Читаем Произведение в алом полностью

Так вот она, в отличие от других, была уверена, и ничто не могло разубедить твердо стоявшую на своем женщину, что взору ее тогда явилась собственная душа, которая, покинув ненадолго свою бренную оболочку, предстала пред ней, испытующе воззрившись чужими раскосыми глазами. И несмотря на неописуемый ужас, овладевший ею тогда, жена Гиллеля ни на миг не усомнилась в том, что сей неведомый незнакомец является лишь отражением ее сокровенного Я...

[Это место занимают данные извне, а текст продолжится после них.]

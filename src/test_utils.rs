//! Shared test utilities for linkfollow.
//!
//! This module provides common helpers used across multiple test modules.
//! It is only compiled when running tests.

use std::cell::{Cell, RefCell};
use std::collections::HashSet;
use std::fs;
use std::path::{Path, PathBuf};

use anyhow::anyhow;
use tempfile::TempDir;

use crate::host::{Editor, FileSystem, PathKind, Severity};

/// Creates a temporary notebook directory for testing.
///
/// Returns a tuple of (TempDir, PathBuf) where:
/// - TempDir: The temp directory handle (must be kept alive for the test duration)
/// - PathBuf: The path to the notebook subdirectory
///
/// The notebook lives one level below the temp dir so root discovery tests
/// have a parent directory without markers to walk into.
pub fn create_test_notebook_dir() -> (TempDir, PathBuf) {
    let temp_dir = TempDir::new().expect("Failed to create temp directory");
    let notebook_dir = temp_dir.path().join("notebook");
    fs::create_dir(&notebook_dir).expect("Failed to create notebook subdirectory");
    (temp_dir, notebook_dir)
}

/// An editor that records every request made of it.
#[derive(Debug, Default)]
pub struct RecordingEditor {
    pub current: Option<PathBuf>,
    pub opened: Vec<String>,
    pub headings: Vec<String>,
    pub notices: Vec<(String, Severity)>,
}

impl RecordingEditor {
    pub fn at(document: impl AsRef<Path>) -> RecordingEditor {
        RecordingEditor {
            current: Some(document.as_ref().to_path_buf()),
            ..Default::default()
        }
    }
}

impl Editor for RecordingEditor {
    fn open_buffer(&mut self, path: &str) -> anyhow::Result<()> {
        self.opened.push(path.to_string());
        Ok(())
    }

    fn current_document_path(&self) -> Option<PathBuf> {
        self.current.clone()
    }

    fn notify(&mut self, message: &str, severity: Severity) {
        self.notices.push((message.to_string(), severity));
    }

    fn jump_to_heading(&mut self, heading: &str) {
        self.headings.push(heading.to_string());
    }
}

/// An in-memory filesystem: nothing exists until added.
#[derive(Debug, Default)]
pub struct RecordingFileSystem {
    pub files: RefCell<HashSet<PathBuf>>,
    pub dirs: RefCell<HashSet<PathBuf>>,
    pub created: RefCell<Vec<PathBuf>>,
    pub opened: RefCell<Vec<String>>,
    pub fail_mkdir: Cell<bool>,
}

impl RecordingFileSystem {
    pub fn add_file(&self, path: impl Into<PathBuf>) {
        self.files.borrow_mut().insert(path.into());
    }

    pub fn add_dir(&self, path: impl Into<PathBuf>) {
        self.dirs.borrow_mut().insert(path.into());
    }
}

impl FileSystem for RecordingFileSystem {
    fn path_exists(&self, path: &Path, kind: PathKind) -> bool {
        match kind {
            PathKind::File => self.files.borrow().contains(path),
            PathKind::Dir => self.dirs.borrow().contains(path),
        }
    }

    fn make_directories(&self, path: &Path) -> anyhow::Result<()> {
        if self.fail_mkdir.get() {
            return Err(anyhow!("permission denied"));
        }
        self.created.borrow_mut().push(path.to_path_buf());
        self.dirs.borrow_mut().insert(path.to_path_buf());
        Ok(())
    }

    fn open_with_default_application(&self, target: &str) -> anyhow::Result<()> {
        self.opened.borrow_mut().push(target.to_string());
        Ok(())
    }
}
//! Error types for link following.
//!
//! None of these escape [`Dispatcher::follow`](crate::dispatch::Dispatcher::follow):
//! the dispatcher turns each one into a user notice and abandons the current
//! action.

use thiserror::Error;

use crate::link::LinkKind;
use crate::platform::Platform;

#[derive(Error, Debug)]
pub enum LinkError {
    #[error("Empty {0} link; nothing to follow")]
    EmptyTarget(LinkKind),

    #[error("{0} doesn't seem to exist!")]
    MissingTarget(String),

    #[error("Function unavailable for {0}! Please file an issue.")]
    UnsupportedPlatform(Platform),

    #[error("Couldn't create directory {path}: {reason:#}")]
    CreateDirectory { path: String, reason: anyhow::Error },

    #[error("Couldn't open {path}: {reason:#}")]
    Open { path: String, reason: anyhow::Error },

    #[error("No entry found for citation key @{0}")]
    CitationNotFound(String),

    #[error("Citation @{key} points at another citation ({target}); not following")]
    NestedCitation { key: String, target: String },

    #[error("No document is open to resolve {0} against")]
    NoCurrentDocument(String),
}

pub type Result<T> = std::result::Result<T, LinkError>;
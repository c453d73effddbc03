//! Session state shared between link resolutions.
//!
//! [`SessionRoots`] records the directory of the first document seen this
//! session and the currently discovered notebook root. The root is only ever
//! written by [`SessionRoots::update_root`]; the resolver reads it.

use std::path::{Component, Path, PathBuf};

use crate::config::{Perspective, Priority, RootTell};
use crate::host::{FileSystem, Notice};

#[derive(Debug, Default, Clone, PartialEq, Eq)]
pub struct SessionRoots {
    initial_dir: Option<PathBuf>,
    root_dir: Option<PathBuf>,
    /// Set after a failed search so the fallback warning is only shown once
    /// until a root turns up again.
    root_missing: bool,
}

impl SessionRoots {
    pub fn new() -> SessionRoots {
        SessionRoots::default()
    }

    /// Start from known directories, e.g. when a host restores a session.
    pub fn with_dirs(initial_dir: Option<PathBuf>, root_dir: Option<PathBuf>) -> SessionRoots {
        SessionRoots {
            initial_dir,
            root_dir,
            root_missing: false,
        }
    }

    pub fn initial_dir(&self) -> Option<&Path> {
        self.initial_dir.as_deref()
    }

    pub fn root_dir(&self) -> Option<&Path> {
        self.root_dir.as_deref()
    }

    /// Record the directory of the first document ever observed. Later calls
    /// are no-ops.
    pub fn observe(&mut self, document: &Path) {
        if self.initial_dir.is_none() {
            self.initial_dir = Some(document_dir(document));
        }
    }

    /// Re-discover the notebook root if `document` has left the recorded one.
    ///
    /// Returns the notice to show the user, if any. Does nothing unless the
    /// perspective prioritises the root. Marker entries are looked up
    /// through `fs`.
    pub fn update_root(
        &mut self,
        document: &Path,
        perspective: &Perspective,
        fs: &dyn FileSystem,
    ) -> Option<Notice> {
        if perspective.priority != Priority::Root {
            return None;
        }

        let dir = document_dir(document);
        if let Some(root) = &self.root_dir {
            if dir.starts_with(root) {
                return None;
            }
        }

        match find_root(&dir, &perspective.root_tell, fs) {
            Some(root) => {
                tracing::info!(root = %root.display(), "notebook root found");
                let notice = Notice::info(format!("Notebook root found: {}", root.display()));
                self.root_dir = Some(root);
                self.root_missing = false;
                Some(notice)
            }
            None => {
                self.root_dir = None;
                if self.root_missing {
                    tracing::debug!(dir = %dir.display(), "still no notebook root");
                    return None;
                }
                self.root_missing = true;
                tracing::warn!(
                    dir = %dir.display(),
                    fallback = %perspective.fallback,
                    "no notebook root found"
                );
                Some(Notice::warning(format!(
                    "No notebook root found; falling back to the '{}' perspective until a root is found",
                    perspective.fallback
                )))
            }
        }
    }
}

/// Absolute, lexically normalised directory of `document`. Relative
/// documents are taken against the working directory so the upward walk
/// reaches past the first path component.
fn document_dir(document: &Path) -> PathBuf {
    let parent = match document.parent() {
        Some(parent) if !parent.as_os_str().is_empty() => parent,
        _ => Path::new("."),
    };
    match std::path::absolute(parent) {
        Ok(absolute) => normalize(&absolute),
        Err(err) => {
            tracing::debug!(dir = %parent.display(), error = %err, "could not absolutize directory");
            normalize(parent)
        }
    }
}

/// Drop `.` components and fold `..` into its parent without touching the
/// disk.
fn normalize(path: &Path) -> PathBuf {
    let mut normalized = PathBuf::new();
    for component in path.components() {
        match component {
            Component::CurDir => {}
            Component::ParentDir => {
                normalized.pop();
            }
            other => normalized.push(other),
        }
    }
    normalized
}

/// Walk upward from `start` (inclusive) to the first directory satisfying
/// `tell`.
pub fn find_root(start: &Path, tell: &RootTell, fs: &dyn FileSystem) -> Option<PathBuf> {
    find_root_by(start, |dir| tell.matches(dir, fs))
}

pub fn find_root_by(start: &Path, is_root: impl Fn(&Path) -> bool) -> Option<PathBuf> {
    start
        .ancestors()
        .find(|dir| !dir.as_os_str().is_empty() && is_root(dir))
        .map(Path::to_path_buf)
}
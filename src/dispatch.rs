//! Following links: classify, resolve, then act.
//!
//! [`Dispatcher`] owns the session state and the host collaborators. Every
//! failure is turned into a user notice; [`Dispatcher::follow`] itself never
//! fails.

use std::path::{Path, PathBuf};

use crate::config::Settings;
use crate::error::{LinkError, Result};
use crate::host::{CitationLookup, Editor, FileSystem, Notice, PathKind, Severity, UrlPredicate};
use crate::link::{classify, LinkKind, UrlPattern};
use crate::platform::Platform;
use crate::resolve::{resolve, ResolveContext, ResolvedPath};
use crate::session::SessionRoots;

pub type LinkTransform = Box<dyn Fn(&str) -> String>;

/// What a call to [`Dispatcher::follow`] ended up doing.
#[derive(Debug, Clone, PartialEq, Eq)]
pub enum FollowOutcome {
    OpenedBuffer(ResolvedPath),
    /// The target handed to the default application (already escaped).
    OpenedExternal(String),
    JumpedToHeading(String),
    /// The action was abandoned; carries the notice shown to the user.
    Abandoned(String),
}

pub struct Dispatcher<E, F> {
    editor: E,
    fs: F,
    settings: Settings,
    platform: Platform,
    session: SessionRoots,
    urls: Box<dyn UrlPredicate>,
    citations: Option<Box<dyn CitationLookup>>,
    link_transform: Option<LinkTransform>,
}

impl<E: Editor, F: FileSystem> Dispatcher<E, F> {
    pub fn new(settings: Settings, editor: E, fs: F) -> Dispatcher<E, F> {
        Dispatcher {
            editor,
            fs,
            settings,
            platform: Platform::current(),
            session: SessionRoots::new(),
            urls: Box::new(UrlPattern),
            citations: None,
            link_transform: None,
        }
    }

    pub fn with_platform(mut self, platform: Platform) -> Self {
        self.platform = platform;
        self
    }

    pub fn with_session(mut self, session: SessionRoots) -> Self {
        self.session = session;
        self
    }

    pub fn with_url_predicate(mut self, urls: impl UrlPredicate + 'static) -> Self {
        self.urls = Box::new(urls);
        self
    }

    pub fn with_citations(mut self, citations: impl CitationLookup + 'static) -> Self {
        self.citations = Some(Box::new(citations));
        self
    }

    /// Rewrite raw link text before it is classified.
    pub fn with_link_transform(mut self, transform: impl Fn(&str) -> String + 'static) -> Self {
        self.link_transform = Some(Box::new(transform));
        self
    }

    pub fn editor(&self) -> &E {
        &self.editor
    }

    pub fn file_system(&self) -> &F {
        &self.fs
    }

    pub fn session(&self) -> &SessionRoots {
        &self.session
    }

    pub fn settings(&self) -> &Settings {
        &self.settings
    }

    /// Follow the link whose raw text is `raw`.
    pub fn follow(&mut self, raw: &str) -> FollowOutcome {
        let raw = match &self.link_transform {
            Some(transform) => transform(raw),
            None => raw.to_string(),
        };

        if let Some(document) = self.editor.current_document_path() {
            self.observe_document(&document);
        }

        match self.dispatch(&raw, None) {
            Ok(outcome) => outcome,
            Err(err) => {
                tracing::warn!(link = %raw, error = %err, "abandoned link");
                let message = err.to_string();
                self.notify(Notice {
                    message: message.clone(),
                    severity: severity_of(&err),
                });
                FollowOutcome::Abandoned(message)
            }
        }
    }

    /// Resolve without side effects, against the current document.
    pub fn resolve(&self, raw: &str) -> Result<Option<ResolvedPath>> {
        let link = classify(raw, self.urls.as_ref());
        self.resolve_kind(link.kind, &link.target)
    }

    /// Record `document` as visited: the first one fixes the initial
    /// directory, and every one re-checks the notebook root.
    pub fn observe_document(&mut self, document: &Path) {
        self.session.observe(document);
        self.track_root(document);
    }

    fn track_root(&mut self, document: &Path) {
        let notice = self
            .session
            .update_root(document, &self.settings.perspective, &self.fs);
        if let Some(notice) = notice {
            self.notify(notice);
        }
    }

    fn dispatch(&mut self, raw: &str, via_citation: Option<&str>) -> Result<FollowOutcome> {
        let link = classify(raw, self.urls.as_ref());
        if link.target.trim().is_empty() {
            return Err(LinkError::EmptyTarget(link.kind));
        }

        match link.kind {
            LinkKind::PlainFilename => self.open_note(&link.target),
            LinkKind::ExternalFileRef => self.open_external(&link.target),
            LinkKind::Url => self.open_with_default_application(&link.target),
            LinkKind::Anchor => {
                self.editor.jump_to_heading(&link.target);
                Ok(FollowOutcome::JumpedToHeading(link.target))
            }
            LinkKind::Citation => {
                if let Some(key) = via_citation {
                    return Err(LinkError::NestedCitation {
                        key: key.to_string(),
                        target: raw.to_string(),
                    });
                }
                let target = self
                    .citations
                    .as_ref()
                    .and_then(|citations| citations.resolve_citation_key(&link.target))
                    .ok_or_else(|| LinkError::CitationNotFound(link.target.clone()))?;
                tracing::debug!(key = %link.target, %target, "citation resolved");
                self.dispatch(&target, Some(&link.target))
            }
        }
    }

    fn open_note(&mut self, target: &str) -> Result<FollowOutcome> {
        let resolved = self
            .resolve_kind(LinkKind::PlainFilename, target)?
            .ok_or_else(|| LinkError::MissingTarget(target.to_string()))?;
        let on_disk = PathBuf::from(self.platform.expand_home(&resolved.path));

        if self.settings.create_missing_directories {
            if let Some(parent) = on_disk.parent().filter(|p| !p.as_os_str().is_empty()) {
                if !self.fs.path_exists(parent, PathKind::Dir) {
                    tracing::info!(dir = %parent.display(), "creating missing directories");
                    self.fs
                        .make_directories(parent)
                        .map_err(|reason| LinkError::CreateDirectory {
                            path: parent.display().to_string(),
                            reason,
                        })?;
                }
            }
        }

        self.editor
            .open_buffer(&resolved.path)
            .map_err(|reason| LinkError::Open {
                path: resolved.path.clone(),
                reason,
            })?;
        if let Some(anchor) = &resolved.anchor {
            self.editor.jump_to_heading(anchor);
        }
        self.track_root(&on_disk);

        Ok(FollowOutcome::OpenedBuffer(resolved))
    }

    fn open_external(&mut self, target: &str) -> Result<FollowOutcome> {
        let resolved = self
            .resolve_kind(LinkKind::ExternalFileRef, target)?
            .ok_or_else(|| LinkError::MissingTarget(target.to_string()))?;
        let on_disk = PathBuf::from(self.platform.expand_home(&resolved.path));

        let exists = self.fs.path_exists(&on_disk, PathKind::File)
            || self.fs.path_exists(&on_disk, PathKind::Dir);
        if !exists {
            return Err(LinkError::MissingTarget(resolved.path));
        }

        self.open_with_default_application(&on_disk.to_string_lossy())
    }

    fn open_with_default_application(&mut self, target: &str) -> Result<FollowOutcome> {
        if self.platform.opener_command().is_none() {
            return Err(LinkError::UnsupportedPlatform(self.platform));
        }
        let escaped = self.platform.shell_escape(target).into_owned();
        self.fs
            .open_with_default_application(&escaped)
            .map_err(|reason| LinkError::Open {
                path: target.to_string(),
                reason,
            })?;
        Ok(FollowOutcome::OpenedExternal(escaped))
    }

    fn resolve_kind(&self, kind: LinkKind, target: &str) -> Result<Option<ResolvedPath>> {
        let document = self.editor.current_document_path();
        let implicit_extension = self.settings.implicit_extension();
        let ctx = self.context(document.as_deref(), &implicit_extension);
        resolve(kind, target, &ctx)
    }

    fn context<'a>(
        &'a self,
        document: Option<&'a Path>,
        implicit_extension: &'a str,
    ) -> ResolveContext<'a> {
        ResolveContext {
            perspective: &self.settings.perspective,
            roots: &self.session,
            current_document: document,
            implicit_extension,
            platform: self.platform,
        }
    }

    fn notify(&mut self, notice: Notice) {
        if self.settings.silent {
            return;
        }
        self.editor.notify(&notice.message, notice.severity);
    }
}

fn severity_of(err: &LinkError) -> Severity {
    match err {
        LinkError::CreateDirectory { .. } | LinkError::Open { .. } => Severity::Error,
        _ => Severity::Warning,
    }
}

- Невероятно, - машинально пробормотал Прокоп и снова погрузился в себя.

Мысли Фрисландера, судя по отсутствующему виду, с которым он смотрел в одну точку, тоже витали где-то далеко.

В дверь постучали, в комнату вошла дряхлая старуха, приносившая мне по вечерам нехитрую снедь, поставила на пол глиняный кувшин с водой и молча удалилась.

Словно проснувшись, мы подняли глаза и недоуменно огляделись, однако долго еще никто из нас не мог издать ни звука. Как будто в комнату вместе со старухой проник какой-то новый флюид, к которому надо было еще привыкнуть.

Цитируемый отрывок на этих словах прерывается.